Solutions for Some or For All? Environmental Ethics in City Sustainable Development
Devon Cantwell (she/her/hers) is a MSc student at the University of Utah in the Department of Political Science. She will be entering the PhD in Political Studies program at the University of Ottawa in fall 2021. Devon’s research studies how cities globally enact climate mitigation and adaptation plans, with a specific focus on the multi-level relations of city climate action planning as well as the ethical implications of city climate actions. Her research focuses on case studies of the adaptation and mitigation strategies of four global mega-cities: Ho Chi Minh City, Buenos Aires, Mexico City, and Seoul.
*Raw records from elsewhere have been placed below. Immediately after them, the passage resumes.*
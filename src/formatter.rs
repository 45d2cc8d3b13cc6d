//! Text renderings of token sequences and expression trees.
//!
//! Token tables are one row per token (`KIND:value`), the layout the
//! GUI and REPL front ends print. `to_source` goes the other way and
//! rebuilds SupplyScript text from tokens.

use std::fmt::Write as _;

use crate::ast::Node;
use crate::token::{Token, TokenKind};

/// Render tokens as a table, one `KIND:value` row per line.
#[must_use]
pub fn format_tokens(tokens: &[Token]) -> String {
    let mut out = String::new();
    for token in tokens {
        let _ = writeln!(out, "{token}");
    }
    out
}

/// Render an expression tree in its tuple form, e.g. `(1, '+', 2)`.
#[must_use]
pub fn format_ast(node: &Node) -> String {
    node.to_string()
}

/// Rebuild source text from `tokens`.
///
/// Tokens are separated by a single space, except that comment bodies sit
/// directly against their delimiters. A single-line comment body is
/// followed by a newline so the next token is not swallowed. Re-tokenizing
/// the result yields the same kind sequence.
#[must_use]
pub fn to_source(tokens: &[Token]) -> String {
    let mut out = String::new();
    let mut in_line_comment = false;
    let mut prev: Option<TokenKind> = None;

    for token in tokens {
        if token.kind == TokenKind::Eof {
            break;
        }
        if needs_separator(prev, token.kind) && !out.ends_with('\n') {
            out.push(' ');
        }

        match token.kind {
            TokenKind::SingleCommentStart => in_line_comment = true,
            TokenKind::BlockCommentStart => in_line_comment = false,
            _ => {}
        }

        push_lexeme(&mut out, token);

        if token.kind == TokenKind::CommentText && in_line_comment {
            out.push('\n');
            in_line_comment = false;
        }
        prev = Some(token.kind);
    }

    out
}

/// Comment delimiters hug their body; everything else is space-separated.
fn needs_separator(prev: Option<TokenKind>, next: TokenKind) -> bool {
    match prev {
        None | Some(TokenKind::SingleCommentStart | TokenKind::BlockCommentStart) => false,
        Some(_) => next != TokenKind::BlockCommentEnd,
    }
}

fn push_lexeme(out: &mut String, token: &Token) {
    if let Some(symbol) = token.kind.symbol() {
        out.push_str(symbol);
        return;
    }

    match token.kind {
        TokenKind::StringLiteral => {
            let body = token.text();
            let quote = if body.contains('"') { '\'' } else { '"' };
            out.push(quote);
            out.push_str(body);
            out.push(quote);
        }
        TokenKind::ClassType | TokenKind::Attribute => {
            out.push_str(token.text().trim_start());
        }
        TokenKind::ReservedWord => {
            if let Some((word, noise)) = token.reserved_parts() {
                out.push_str(word);
                out.push_str(noise.unwrap_or(""));
            }
        }
        _ => out.push_str(token.text()),
    }
}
Devon uses a broad range of methods in her research including interviews, ethnography, spatial ethnography, GIS analysis, archival research, policy document analysis, as well as quantitative analysis.
Scholarship on city climate change governance typically focuses on questions of design, efficacy, and implementation using a strongly policy-oriented frame of analysis. While this analysis is useful in considering the impacts of adaptation and mitigation efforts in the global effort in curbing the most severe impacts of climate change, there is a need for more critical scholarship in this area. While cities may discuss a holistic picture of environmental justice in regard to marginalized populations, planning and implementation efforts by cities often these very people in practice. Using empirical data collected, this paper discusses the ethics of climate action planning in four cities—Buenos Aires, Ho Chi Minh City, Seoul, and Mexico City. This paper finds that while all four of these cities consider the disproportionate effects posed by climate change, the enactment and enforcement of these plans may actually perpetuate more harm than good.